* Data listing
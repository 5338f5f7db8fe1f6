// ==========================================
// 数据传输系统 - 导入层
// ==========================================
// 职责: 上传文件暂存、分块读取、字段映射、校验、去重、错误报告
// 支持: Excel (xlsx/xlsm/xls/ods), CSV
// ==========================================

// 模块声明
pub mod chunk_cursor;
pub mod deduplicator;
pub mod error_collector;
pub mod field_mapper;
pub mod file_parser;
pub mod import_pipeline;
pub mod importer_trait;
pub mod staged_file;
pub mod validator;

// 重导出核心类型
pub use chunk_cursor::{detect_heading_rows, ChunkCursor, RowPosition};
pub use deduplicator::Deduplicator;
pub use error_collector::{ErrorCollector, ErrorEntry, ReportLayout};
pub use file_parser::{open_row_source, read_first_cell, read_headers, RowSource};
pub use import_pipeline::{ImportJob, ImportOutcome, ImportPipeline};
pub use staged_file::{stage_upload, StagedFile};
pub use validator::RuleSet;

// 重导出 Trait 接口
pub use importer_trait::RowImporter;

* Aim of the task
From the records above, give again exactly the lines running from the line with "pub mod field_mapper;" to the line with "pub use deduplicator::Deduplicator;", inclusive.

* Task output
pub mod field_mapper;
pub mod file_parser;
pub mod import_pipeline;
pub mod importer_trait;
pub mod staged_file;
pub mod validator;

// 重导出核心类型
pub use chunk_cursor::{detect_heading_rows, ChunkCursor, RowPosition};
pub use deduplicator::Deduplicator;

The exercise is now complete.